[Recorded data]
▼▼▼

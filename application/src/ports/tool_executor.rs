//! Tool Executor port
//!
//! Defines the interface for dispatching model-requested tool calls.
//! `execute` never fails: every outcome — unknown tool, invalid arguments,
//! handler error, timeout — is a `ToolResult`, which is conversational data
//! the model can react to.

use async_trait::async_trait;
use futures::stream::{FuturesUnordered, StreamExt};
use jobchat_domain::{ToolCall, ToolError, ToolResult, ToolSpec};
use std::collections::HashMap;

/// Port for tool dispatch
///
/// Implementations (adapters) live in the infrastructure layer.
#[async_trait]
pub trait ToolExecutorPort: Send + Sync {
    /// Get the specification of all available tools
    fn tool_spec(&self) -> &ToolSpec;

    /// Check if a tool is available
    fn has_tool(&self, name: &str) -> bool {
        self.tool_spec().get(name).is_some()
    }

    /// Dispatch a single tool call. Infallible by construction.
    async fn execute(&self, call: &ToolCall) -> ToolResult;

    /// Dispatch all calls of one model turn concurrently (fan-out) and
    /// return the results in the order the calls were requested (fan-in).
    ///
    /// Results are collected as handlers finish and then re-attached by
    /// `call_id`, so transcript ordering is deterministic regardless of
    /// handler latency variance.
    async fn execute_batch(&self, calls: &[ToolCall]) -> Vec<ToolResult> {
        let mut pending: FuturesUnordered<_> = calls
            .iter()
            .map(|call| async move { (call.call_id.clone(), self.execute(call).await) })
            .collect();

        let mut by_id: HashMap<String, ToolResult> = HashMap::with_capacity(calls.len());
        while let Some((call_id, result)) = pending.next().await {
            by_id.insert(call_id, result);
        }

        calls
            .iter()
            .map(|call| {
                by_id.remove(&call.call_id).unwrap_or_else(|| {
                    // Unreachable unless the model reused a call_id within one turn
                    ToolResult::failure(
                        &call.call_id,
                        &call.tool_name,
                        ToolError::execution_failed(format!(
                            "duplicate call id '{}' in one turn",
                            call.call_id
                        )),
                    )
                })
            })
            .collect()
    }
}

▲▲▲
▼▼▼

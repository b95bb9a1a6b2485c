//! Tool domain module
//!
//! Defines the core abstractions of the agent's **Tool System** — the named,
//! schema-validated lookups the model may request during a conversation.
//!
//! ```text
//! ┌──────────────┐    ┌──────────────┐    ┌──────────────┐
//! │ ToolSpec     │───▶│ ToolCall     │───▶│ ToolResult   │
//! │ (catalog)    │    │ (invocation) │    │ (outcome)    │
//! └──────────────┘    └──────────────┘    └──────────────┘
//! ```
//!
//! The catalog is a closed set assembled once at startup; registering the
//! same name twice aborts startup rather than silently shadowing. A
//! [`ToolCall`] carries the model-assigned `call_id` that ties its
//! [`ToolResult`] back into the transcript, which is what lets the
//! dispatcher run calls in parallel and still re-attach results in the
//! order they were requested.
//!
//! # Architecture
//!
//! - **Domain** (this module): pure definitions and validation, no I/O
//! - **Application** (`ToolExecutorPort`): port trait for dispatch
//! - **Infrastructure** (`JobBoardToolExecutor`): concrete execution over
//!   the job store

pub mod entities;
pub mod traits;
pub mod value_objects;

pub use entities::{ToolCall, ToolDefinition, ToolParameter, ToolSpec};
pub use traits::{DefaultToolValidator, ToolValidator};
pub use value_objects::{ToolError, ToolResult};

▲▲▲

(YOUR INSTRUCTIONS) Within the records, filter for lines that contain the word "ToolResult" and show each one.

(RESULT)
//! handler error, timeout — is a `ToolResult`, which is conversational data
use jobchat_domain::{ToolCall, ToolError, ToolResult, ToolSpec};
    async fn execute(&self, call: &ToolCall) -> ToolResult;
    async fn execute_batch(&self, calls: &[ToolCall]) -> Vec<ToolResult> {
        let mut by_id: HashMap<String, ToolResult> = HashMap::with_capacity(calls.len());
                    ToolResult::failure(
//! │ ToolSpec     │───▶│ ToolCall     │───▶│ ToolResult   │
//! [`ToolResult`] back into the transcript, which is what lets the
pub use value_objects::{ToolError, ToolResult};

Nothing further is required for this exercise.